* _What you are asked to do_
If a line in the material below has the string "SocketAddr", copy it out.

* _Data supplied_
++++

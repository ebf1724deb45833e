use std::{
    net::{Ipv4Addr, SocketAddr},
    time::Duration,
};

use anyhow::{Context, Result};
use chat_relay::{
    client::Session,
    error::ClientError,
    server::Server,
    wire::read_line,
};
use tokio::{
    io::{AsyncWriteExt, BufReader, DuplexStream, duplex},
    net::{TcpListener, UdpSocket},
    sync::oneshot,
    task::JoinHandle,
    time::timeout,
};

const WAIT: Duration = Duration::from_secs(2);

async fn start_registry() -> Result<(SocketAddr, oneshot::Sender<()>, JoinHandle<()>)> {
    let listener = TcpListener::bind("127.0.0.1:0").await?;
    let server = Server::new(listener, UdpSocket::bind("127.0.0.1:0").await?);
    let addr = server.local_addr()?;

    let (shutdown_tx, shutdown_rx) = oneshot::channel::<()>();
    let task = tokio::spawn(async move {
        let _ = server
            .run_until(async move {
                let _ = shutdown_rx.await;
            })
            .await;
    });
    Ok((addr, shutdown_tx, task))
}

/// A session running in the background, driven through in-memory pipes.
struct RunningSession {
    input: DuplexStream,
    output: BufReader<DuplexStream>,
    task: JoinHandle<Result<()>>,
}

impl RunningSession {
    fn start(session: Session) -> Self {
        let (input, session_input) = duplex(4096);
        let (session_output, output) = duplex(4096);
        let task = tokio::spawn(session.run(BufReader::new(session_input), session_output));
        Self {
            input,
            output: BufReader::new(output),
            task,
        }
    }

    async fn say(&mut self, line: &str) -> Result<()> {
        self.input.write_all(line.as_bytes()).await?;
        self.input.write_all(b"\n").await?;
        self.input.flush().await?;
        Ok(())
    }

    /// Signals end-of-input, as closing stdin would.
    async fn end_input(&mut self) -> Result<()> {
        self.input.shutdown().await?;
        Ok(())
    }

    async fn expect_line(&mut self, expected: &str) -> Result<()> {
        let line = timeout(WAIT, read_line(&mut self.output))
            .await
            .with_context(|| format!("timed out waiting for {expected:?}"))??
            .context("session output closed")?;
        assert_eq!(line, expected);
        Ok(())
    }

    async fn finish(self) -> Result<()> {
        timeout(WAIT, self.task).await???;
        Ok(())
    }
}

#[tokio::test]
async fn two_sessions_converge_chat_and_leave() -> Result<()> {
    let (addr, shutdown, registry) = start_registry().await?;

    let alice = Session::connect("alice", addr, Ipv4Addr::LOCALHOST).await?;
    assert_eq!(alice.screen_name(), "alice");
    assert_ne!(alice.udp_port(), 0);
    assert!(alice.peers().is_empty());
    let mut alice_peers = alice.subscribe_peers();
    let mut alice = RunningSession::start(alice);
    alice.expect_line("*** connected as alice").await?;
    alice.expect_line("*** joined the chat as alice").await?;

    let bob = Session::connect("bob", addr, Ipv4Addr::LOCALHOST).await?;
    assert_eq!(bob.peers().keys().collect::<Vec<_>>(), vec!["alice"]);
    let mut bob_peers = bob.subscribe_peers();
    let mut bob = RunningSession::start(bob);
    bob.expect_line("*** connected as bob").await?;
    bob.expect_line("*** currently online: alice").await?;
    bob.expect_line("*** joined the chat as bob").await?;

    alice.expect_line("*** bob joined the chat").await?;
    timeout(WAIT, alice_peers.wait_for(|peers| peers.contains_key("bob"))).await??;

    bob.say("hi").await?;
    alice.expect_line("bob: hi").await?;

    alice.say("meet at 10:30").await?;
    bob.expect_line("alice: meet at 10:30").await?;

    alice.say("/quit").await?;
    alice.expect_line("*** leaving chat").await?;
    alice.finish().await?;

    bob.expect_line("*** alice left the chat").await?;
    timeout(WAIT, bob_peers.wait_for(|peers| peers.is_empty())).await??;

    bob.end_input().await?;
    bob.expect_line("*** leaving chat").await?;
    bob.finish().await?;

    let _ = shutdown.send(());
    let _ = registry.await;
    Ok(())
}

#[tokio::test]
async fn taken_name_fails_before_any_loop_starts() -> Result<()> {
    let (addr, shutdown, registry) = start_registry().await?;

    let _alice = Session::connect("alice", addr, Ipv4Addr::LOCALHOST).await?;
    let rejected = Session::connect("alice", addr, Ipv4Addr::LOCALHOST).await;
    assert!(
        matches!(rejected, Err(ClientError::NameConflict(ref name)) if name == "alice"),
        "expected a name conflict"
    );

    let _ = shutdown.send(());
    let _ = registry.await;
    Ok(())
}

#[tokio::test]
async fn session_ends_when_registry_goes_away() -> Result<()> {
    let (addr, shutdown, registry) = start_registry().await?;

    let session = Session::connect("alice", addr, Ipv4Addr::LOCALHOST).await?;
    let mut alice = RunningSession::start(session);
    alice.expect_line("*** connected as alice").await?;
    alice.expect_line("*** joined the chat as alice").await?;

    let _ = shutdown.send(());
    let _ = registry.await;

    alice.expect_line("*** server closed the connection").await?;
    alice.finish().await
}

#[tokio::test]
async fn undecodable_datagrams_are_skipped() -> Result<()> {
    let (addr, shutdown, registry) = start_registry().await?;

    let session = Session::connect("alice", addr, Ipv4Addr::LOCALHOST).await?;
    let alice_addr = SocketAddr::from((Ipv4Addr::LOCALHOST, session.udp_port()));
    let mut alice = RunningSession::start(session);
    alice.expect_line("*** connected as alice").await?;
    alice.expect_line("*** joined the chat as alice").await?;

    let stranger = UdpSocket::bind("127.0.0.1:0").await?;
    let junk: [&[u8]; 4] = [b"BOGUS\n", b"\xff\xfe", b"JOIN x", b"MESG nocolon\n"];
    for datagram in junk {
        stranger.send_to(datagram, alice_addr).await?;
    }
    stranger.send_to(b"MESG bob: still here\n", alice_addr).await?;
    alice.expect_line("bob: still here").await?;

    alice.end_input().await?;
    alice.expect_line("*** leaving chat").await?;
    alice.finish().await?;

    let _ = shutdown.send(());
    let _ = registry.await;
    Ok(())
}

#[tokio::test]
async fn partial_input_survives_control_chatter() -> Result<()> {
    let listener = TcpListener::bind("127.0.0.1:0").await?;
    let addr = listener.local_addr()?;
    let bob = UdpSocket::bind("127.0.0.1:0").await?;
    let bob_port = bob.local_addr()?.port();

    // A registry that admits alice next to bob and keeps the connection open.
    let registry = tokio::spawn(async move {
        let (stream, _) = listener.accept().await?;
        let mut control = BufReader::new(stream);
        read_line(&mut control).await?.context("expected HELO")?;
        control
            .get_mut()
            .write_all(format!("ACPT bob 127.0.0.1 {bob_port}\n").as_bytes())
            .await?;
        anyhow::Ok(control)
    });

    let session = Session::connect("alice", addr, Ipv4Addr::LOCALHOST).await?;
    let mut control = registry.await??;
    let mut alice = RunningSession::start(session);
    alice.expect_line("*** connected as alice").await?;
    alice.expect_line("*** currently online: bob").await?;

    alice.input.write_all(b"hel").await?;
    tokio::time::sleep(Duration::from_millis(50)).await;
    control.get_mut().write_all(b"NOISE\n").await?;
    tokio::time::sleep(Duration::from_millis(50)).await;
    alice.say("lo").await?;

    let mut buf = [0u8; 1024];
    let (len, _) = timeout(WAIT, bob.recv_from(&mut buf)).await??;
    assert_eq!(&buf[..len], b"MESG alice: hello\n");

    alice.say("/quit").await?;
    alice.expect_line("*** leaving chat").await?;
    alice.finish().await?;

    let exit = timeout(WAIT, read_line(&mut control)).await??;
    assert_eq!(exit.as_deref(), Some("EXIT"));
    Ok(())
}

++++

* _Reply to the task_
    net::{Ipv4Addr, SocketAddr},
async fn start_registry() -> Result<(SocketAddr, oneshot::Sender<()>, JoinHandle<()>)> {
    let alice_addr = SocketAddr::from((Ipv4Addr::LOCALHOST, session.udp_port()));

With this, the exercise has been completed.